* [PROBLEM REQUIREMENTS]:
Your answer must consist of exactly the lines below, starting with the line with "pub fn authority(&self)" and going on through the line with "pub fn received(&self)", and nothing else.

[Stored data]
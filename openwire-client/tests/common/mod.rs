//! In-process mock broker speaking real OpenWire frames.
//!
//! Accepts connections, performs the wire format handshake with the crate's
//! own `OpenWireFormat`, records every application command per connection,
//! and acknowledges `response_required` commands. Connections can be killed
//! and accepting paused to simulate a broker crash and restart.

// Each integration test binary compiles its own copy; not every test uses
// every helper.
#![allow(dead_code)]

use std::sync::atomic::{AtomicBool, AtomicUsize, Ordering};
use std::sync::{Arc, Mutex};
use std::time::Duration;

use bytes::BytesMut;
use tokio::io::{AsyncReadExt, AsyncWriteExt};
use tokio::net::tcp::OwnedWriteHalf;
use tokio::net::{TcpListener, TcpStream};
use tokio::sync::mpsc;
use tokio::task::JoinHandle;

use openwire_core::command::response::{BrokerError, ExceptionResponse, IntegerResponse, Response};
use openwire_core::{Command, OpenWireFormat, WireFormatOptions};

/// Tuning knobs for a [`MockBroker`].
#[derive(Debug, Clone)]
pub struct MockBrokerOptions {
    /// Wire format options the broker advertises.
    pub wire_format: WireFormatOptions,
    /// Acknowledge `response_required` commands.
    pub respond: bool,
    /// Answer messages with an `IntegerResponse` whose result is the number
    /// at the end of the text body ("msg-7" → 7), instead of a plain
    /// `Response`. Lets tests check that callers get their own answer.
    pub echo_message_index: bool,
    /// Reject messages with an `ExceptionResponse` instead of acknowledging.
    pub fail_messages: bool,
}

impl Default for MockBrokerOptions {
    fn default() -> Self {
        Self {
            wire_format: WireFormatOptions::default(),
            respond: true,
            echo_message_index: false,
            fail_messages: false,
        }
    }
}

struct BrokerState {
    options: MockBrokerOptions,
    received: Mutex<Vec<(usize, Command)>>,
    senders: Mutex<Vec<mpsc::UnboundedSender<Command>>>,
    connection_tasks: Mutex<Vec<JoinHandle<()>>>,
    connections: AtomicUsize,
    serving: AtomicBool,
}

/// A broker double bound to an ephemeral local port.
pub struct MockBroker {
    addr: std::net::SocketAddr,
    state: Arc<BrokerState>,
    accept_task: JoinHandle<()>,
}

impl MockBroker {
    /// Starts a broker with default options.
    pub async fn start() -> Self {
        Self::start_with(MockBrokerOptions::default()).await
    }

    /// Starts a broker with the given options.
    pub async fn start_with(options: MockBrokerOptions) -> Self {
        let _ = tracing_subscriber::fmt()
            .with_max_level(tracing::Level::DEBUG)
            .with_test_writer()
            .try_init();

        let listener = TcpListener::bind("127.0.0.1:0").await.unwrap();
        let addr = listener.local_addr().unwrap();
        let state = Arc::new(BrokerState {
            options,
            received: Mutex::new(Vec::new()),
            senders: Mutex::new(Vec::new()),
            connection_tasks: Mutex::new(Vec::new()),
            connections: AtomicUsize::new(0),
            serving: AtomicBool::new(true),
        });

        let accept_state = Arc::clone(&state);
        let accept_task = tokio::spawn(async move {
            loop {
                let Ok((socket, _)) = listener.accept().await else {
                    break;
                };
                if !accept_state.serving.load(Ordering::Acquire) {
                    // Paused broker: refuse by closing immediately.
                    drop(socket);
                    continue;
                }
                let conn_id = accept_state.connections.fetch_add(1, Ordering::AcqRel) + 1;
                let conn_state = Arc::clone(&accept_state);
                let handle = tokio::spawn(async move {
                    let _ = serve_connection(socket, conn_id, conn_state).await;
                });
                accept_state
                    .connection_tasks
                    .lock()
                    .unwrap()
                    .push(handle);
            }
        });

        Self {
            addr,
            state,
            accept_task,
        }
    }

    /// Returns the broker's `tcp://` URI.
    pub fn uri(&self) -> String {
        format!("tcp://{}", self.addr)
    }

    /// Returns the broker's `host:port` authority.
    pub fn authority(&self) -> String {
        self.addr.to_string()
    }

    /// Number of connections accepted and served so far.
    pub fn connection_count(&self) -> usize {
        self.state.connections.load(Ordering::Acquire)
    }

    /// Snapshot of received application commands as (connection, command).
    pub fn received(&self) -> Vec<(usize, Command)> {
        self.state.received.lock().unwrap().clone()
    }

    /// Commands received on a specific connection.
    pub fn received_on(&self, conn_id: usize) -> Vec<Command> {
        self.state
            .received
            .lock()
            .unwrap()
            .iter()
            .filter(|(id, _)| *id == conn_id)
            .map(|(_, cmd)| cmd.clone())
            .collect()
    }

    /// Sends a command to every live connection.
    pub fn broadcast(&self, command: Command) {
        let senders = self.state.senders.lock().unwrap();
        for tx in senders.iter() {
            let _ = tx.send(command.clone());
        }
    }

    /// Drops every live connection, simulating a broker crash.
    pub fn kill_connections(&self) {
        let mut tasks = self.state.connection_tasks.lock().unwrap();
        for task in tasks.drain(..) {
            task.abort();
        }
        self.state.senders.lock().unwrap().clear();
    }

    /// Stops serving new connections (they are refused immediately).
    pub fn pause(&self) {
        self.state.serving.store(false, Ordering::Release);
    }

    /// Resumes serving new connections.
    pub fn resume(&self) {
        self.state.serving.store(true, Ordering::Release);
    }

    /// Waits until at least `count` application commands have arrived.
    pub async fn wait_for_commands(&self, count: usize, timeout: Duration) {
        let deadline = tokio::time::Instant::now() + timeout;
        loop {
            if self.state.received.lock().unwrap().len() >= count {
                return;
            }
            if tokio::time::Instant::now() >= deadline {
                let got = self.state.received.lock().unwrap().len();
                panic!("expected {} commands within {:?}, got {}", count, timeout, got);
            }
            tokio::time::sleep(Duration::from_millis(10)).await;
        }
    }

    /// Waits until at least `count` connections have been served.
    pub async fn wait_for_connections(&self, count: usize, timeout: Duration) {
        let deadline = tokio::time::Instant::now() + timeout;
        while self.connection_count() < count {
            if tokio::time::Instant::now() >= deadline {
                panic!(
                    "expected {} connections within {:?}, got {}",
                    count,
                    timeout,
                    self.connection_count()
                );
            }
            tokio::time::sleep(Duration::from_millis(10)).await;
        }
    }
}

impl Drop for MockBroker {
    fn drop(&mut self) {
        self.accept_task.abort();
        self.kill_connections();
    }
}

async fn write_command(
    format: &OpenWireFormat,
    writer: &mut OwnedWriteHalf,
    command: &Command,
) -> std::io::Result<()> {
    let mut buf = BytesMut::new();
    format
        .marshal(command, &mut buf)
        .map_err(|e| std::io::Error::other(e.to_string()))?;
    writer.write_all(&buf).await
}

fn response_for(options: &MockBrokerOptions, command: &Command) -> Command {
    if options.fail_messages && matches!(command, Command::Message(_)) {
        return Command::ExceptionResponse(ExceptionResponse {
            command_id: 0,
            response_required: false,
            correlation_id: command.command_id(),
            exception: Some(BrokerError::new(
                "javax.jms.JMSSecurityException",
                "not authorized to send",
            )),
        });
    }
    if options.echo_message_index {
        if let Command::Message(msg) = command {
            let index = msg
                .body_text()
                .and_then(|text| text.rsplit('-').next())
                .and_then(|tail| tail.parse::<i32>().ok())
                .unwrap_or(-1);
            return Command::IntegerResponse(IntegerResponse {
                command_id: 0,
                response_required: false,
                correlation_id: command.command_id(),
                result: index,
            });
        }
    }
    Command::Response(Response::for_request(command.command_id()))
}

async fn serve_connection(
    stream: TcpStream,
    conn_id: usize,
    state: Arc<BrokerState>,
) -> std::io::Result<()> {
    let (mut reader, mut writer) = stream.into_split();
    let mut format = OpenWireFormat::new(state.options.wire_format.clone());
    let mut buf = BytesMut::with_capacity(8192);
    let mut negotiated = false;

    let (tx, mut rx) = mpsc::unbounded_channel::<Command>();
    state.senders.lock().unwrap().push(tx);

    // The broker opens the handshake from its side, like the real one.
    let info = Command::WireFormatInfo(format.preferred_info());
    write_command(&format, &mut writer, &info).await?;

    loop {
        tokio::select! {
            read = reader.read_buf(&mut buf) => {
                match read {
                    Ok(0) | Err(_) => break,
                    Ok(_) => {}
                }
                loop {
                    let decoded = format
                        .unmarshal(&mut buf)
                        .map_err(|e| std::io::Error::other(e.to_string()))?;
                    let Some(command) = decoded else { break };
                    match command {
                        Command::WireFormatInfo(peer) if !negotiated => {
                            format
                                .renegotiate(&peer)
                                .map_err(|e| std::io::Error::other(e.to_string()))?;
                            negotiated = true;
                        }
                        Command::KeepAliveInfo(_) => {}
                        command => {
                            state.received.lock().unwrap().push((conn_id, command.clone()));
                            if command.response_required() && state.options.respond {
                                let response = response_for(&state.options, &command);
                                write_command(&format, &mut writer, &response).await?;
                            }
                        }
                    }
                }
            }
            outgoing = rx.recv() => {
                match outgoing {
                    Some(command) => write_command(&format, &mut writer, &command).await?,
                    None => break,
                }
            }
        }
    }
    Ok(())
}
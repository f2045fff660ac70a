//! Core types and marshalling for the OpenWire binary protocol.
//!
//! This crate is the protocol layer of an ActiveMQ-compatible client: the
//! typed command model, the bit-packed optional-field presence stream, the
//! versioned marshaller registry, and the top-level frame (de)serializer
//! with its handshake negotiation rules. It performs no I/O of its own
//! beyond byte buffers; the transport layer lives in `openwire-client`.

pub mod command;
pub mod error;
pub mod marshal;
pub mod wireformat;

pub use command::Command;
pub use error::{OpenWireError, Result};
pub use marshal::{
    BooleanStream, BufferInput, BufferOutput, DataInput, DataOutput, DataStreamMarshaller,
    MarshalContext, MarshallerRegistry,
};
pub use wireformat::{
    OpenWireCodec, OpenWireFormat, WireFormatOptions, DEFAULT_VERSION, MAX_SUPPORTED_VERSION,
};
* * *
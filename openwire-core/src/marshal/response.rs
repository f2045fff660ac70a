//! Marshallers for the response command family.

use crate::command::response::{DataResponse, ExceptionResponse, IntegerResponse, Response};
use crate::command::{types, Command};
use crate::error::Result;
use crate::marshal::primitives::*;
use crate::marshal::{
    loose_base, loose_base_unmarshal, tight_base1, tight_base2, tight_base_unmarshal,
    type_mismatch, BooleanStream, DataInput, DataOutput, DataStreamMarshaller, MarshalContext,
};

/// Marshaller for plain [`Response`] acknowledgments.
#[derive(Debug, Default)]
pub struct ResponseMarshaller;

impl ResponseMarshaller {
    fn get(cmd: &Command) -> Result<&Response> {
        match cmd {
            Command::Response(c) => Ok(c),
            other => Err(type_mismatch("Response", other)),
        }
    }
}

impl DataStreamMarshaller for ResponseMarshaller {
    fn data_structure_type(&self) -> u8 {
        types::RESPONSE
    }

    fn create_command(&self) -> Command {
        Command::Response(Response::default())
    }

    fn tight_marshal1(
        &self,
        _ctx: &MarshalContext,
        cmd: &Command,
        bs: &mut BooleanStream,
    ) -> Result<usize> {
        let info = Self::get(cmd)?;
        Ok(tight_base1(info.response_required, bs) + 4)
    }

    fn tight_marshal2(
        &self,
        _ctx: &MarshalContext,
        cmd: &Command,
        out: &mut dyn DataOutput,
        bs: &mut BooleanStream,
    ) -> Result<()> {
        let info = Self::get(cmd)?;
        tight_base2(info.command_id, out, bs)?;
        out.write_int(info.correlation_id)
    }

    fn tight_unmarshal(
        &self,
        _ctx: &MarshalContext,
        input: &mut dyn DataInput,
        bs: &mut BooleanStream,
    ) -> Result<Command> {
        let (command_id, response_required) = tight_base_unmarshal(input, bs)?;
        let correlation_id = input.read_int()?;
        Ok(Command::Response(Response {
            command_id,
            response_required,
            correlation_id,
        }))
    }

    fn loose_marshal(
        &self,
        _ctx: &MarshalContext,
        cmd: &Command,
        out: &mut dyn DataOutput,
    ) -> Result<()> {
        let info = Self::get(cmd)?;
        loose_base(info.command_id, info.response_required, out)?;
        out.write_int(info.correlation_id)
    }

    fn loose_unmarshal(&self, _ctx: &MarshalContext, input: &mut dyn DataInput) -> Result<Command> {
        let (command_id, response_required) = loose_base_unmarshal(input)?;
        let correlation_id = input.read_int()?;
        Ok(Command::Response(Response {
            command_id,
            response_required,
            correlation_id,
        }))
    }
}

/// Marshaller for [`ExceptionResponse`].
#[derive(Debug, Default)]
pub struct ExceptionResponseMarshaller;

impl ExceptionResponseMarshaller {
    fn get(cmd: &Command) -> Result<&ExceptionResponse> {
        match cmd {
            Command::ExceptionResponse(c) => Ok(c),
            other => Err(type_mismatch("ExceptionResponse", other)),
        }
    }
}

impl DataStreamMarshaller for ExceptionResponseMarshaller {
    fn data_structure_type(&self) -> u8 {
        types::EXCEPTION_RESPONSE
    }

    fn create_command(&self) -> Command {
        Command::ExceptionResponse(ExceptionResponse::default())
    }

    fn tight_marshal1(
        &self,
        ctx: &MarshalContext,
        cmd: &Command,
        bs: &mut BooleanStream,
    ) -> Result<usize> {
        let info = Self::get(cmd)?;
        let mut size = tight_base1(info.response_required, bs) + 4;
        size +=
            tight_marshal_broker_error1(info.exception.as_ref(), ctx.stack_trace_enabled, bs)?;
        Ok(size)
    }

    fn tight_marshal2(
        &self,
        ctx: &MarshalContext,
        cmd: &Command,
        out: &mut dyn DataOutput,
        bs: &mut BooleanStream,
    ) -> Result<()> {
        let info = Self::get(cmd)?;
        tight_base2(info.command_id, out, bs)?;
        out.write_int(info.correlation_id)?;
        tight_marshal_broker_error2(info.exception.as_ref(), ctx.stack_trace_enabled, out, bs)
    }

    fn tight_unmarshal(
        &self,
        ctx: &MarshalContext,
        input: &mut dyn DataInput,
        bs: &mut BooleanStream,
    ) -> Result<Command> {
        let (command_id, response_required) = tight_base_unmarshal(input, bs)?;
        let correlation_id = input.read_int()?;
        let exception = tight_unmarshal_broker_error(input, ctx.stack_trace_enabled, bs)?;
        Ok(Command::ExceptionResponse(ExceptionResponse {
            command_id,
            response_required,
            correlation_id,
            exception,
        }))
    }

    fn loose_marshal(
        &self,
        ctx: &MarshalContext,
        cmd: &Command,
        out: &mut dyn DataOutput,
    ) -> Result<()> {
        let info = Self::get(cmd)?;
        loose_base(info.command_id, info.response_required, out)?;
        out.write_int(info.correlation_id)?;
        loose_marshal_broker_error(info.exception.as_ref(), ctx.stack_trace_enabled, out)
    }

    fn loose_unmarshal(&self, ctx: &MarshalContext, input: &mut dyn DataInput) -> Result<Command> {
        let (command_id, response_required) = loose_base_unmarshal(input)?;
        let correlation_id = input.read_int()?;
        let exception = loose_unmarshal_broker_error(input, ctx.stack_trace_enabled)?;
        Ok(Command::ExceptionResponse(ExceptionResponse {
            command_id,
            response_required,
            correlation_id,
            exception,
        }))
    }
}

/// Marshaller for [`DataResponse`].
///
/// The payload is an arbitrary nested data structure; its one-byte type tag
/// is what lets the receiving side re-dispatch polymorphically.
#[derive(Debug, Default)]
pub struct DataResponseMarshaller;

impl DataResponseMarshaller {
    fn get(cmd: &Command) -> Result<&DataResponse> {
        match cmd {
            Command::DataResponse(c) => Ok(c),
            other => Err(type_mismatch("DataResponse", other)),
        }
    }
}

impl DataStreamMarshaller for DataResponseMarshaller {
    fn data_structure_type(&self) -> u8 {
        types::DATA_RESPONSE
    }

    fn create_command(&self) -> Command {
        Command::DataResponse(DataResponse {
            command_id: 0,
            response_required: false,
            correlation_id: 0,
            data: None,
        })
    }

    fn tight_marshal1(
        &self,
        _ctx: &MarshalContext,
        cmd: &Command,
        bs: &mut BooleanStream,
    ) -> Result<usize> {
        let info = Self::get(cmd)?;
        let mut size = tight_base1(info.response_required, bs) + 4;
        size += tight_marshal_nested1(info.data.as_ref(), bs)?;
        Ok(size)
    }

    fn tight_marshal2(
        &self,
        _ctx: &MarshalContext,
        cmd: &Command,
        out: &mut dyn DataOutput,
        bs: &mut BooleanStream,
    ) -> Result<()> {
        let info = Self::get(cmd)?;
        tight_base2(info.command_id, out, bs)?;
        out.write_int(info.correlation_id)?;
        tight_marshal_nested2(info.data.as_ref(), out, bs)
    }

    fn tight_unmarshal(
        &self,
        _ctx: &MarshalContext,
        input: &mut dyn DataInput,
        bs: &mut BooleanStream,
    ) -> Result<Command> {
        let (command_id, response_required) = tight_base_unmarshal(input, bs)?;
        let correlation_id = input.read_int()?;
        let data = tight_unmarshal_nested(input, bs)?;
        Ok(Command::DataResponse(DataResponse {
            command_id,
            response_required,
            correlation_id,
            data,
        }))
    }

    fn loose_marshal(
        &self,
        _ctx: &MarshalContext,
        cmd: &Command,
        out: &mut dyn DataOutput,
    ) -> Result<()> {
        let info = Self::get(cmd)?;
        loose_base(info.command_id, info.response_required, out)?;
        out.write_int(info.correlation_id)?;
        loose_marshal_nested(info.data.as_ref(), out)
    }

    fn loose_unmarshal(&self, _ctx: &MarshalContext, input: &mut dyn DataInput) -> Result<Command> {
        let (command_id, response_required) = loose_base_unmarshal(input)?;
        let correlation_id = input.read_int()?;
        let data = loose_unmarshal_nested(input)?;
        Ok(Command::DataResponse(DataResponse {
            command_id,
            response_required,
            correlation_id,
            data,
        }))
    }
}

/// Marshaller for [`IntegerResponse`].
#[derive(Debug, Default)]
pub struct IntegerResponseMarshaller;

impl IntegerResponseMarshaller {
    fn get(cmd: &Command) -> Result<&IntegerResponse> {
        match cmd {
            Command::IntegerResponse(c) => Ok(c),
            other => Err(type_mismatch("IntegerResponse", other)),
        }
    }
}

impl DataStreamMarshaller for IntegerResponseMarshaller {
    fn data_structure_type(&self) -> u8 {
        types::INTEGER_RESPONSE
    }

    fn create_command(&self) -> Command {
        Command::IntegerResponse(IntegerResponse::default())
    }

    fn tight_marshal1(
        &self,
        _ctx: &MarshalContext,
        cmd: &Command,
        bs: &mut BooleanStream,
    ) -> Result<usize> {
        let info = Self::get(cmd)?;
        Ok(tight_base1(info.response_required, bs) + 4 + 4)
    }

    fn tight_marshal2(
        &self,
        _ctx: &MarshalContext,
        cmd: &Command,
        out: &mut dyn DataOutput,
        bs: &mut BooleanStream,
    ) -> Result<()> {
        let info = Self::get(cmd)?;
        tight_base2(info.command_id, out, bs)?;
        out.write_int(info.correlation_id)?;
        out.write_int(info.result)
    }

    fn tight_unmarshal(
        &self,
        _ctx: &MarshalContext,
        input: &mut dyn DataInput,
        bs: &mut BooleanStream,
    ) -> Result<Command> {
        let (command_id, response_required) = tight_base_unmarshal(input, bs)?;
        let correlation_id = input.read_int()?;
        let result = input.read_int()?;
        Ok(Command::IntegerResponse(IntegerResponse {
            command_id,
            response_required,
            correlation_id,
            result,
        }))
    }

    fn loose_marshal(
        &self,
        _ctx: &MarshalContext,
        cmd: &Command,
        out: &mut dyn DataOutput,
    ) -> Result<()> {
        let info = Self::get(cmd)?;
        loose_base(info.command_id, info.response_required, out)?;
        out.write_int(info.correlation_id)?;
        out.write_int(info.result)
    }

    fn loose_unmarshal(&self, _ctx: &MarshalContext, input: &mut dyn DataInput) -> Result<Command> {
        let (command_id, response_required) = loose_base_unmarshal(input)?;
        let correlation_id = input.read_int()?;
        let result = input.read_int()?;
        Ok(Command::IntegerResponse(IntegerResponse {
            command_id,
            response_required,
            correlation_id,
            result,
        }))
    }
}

* [REPLY]:
    pub fn authority(&self) -> String {
        self.addr.to_string()
    }

    /// Number of connections accepted and served so far.
    pub fn connection_count(&self) -> usize {
        self.state.connections.load(Ordering::Acquire)
    }

    /// Snapshot of received application commands as (connection, command).
    pub fn received(&self) -> Vec<(usize, Command)> {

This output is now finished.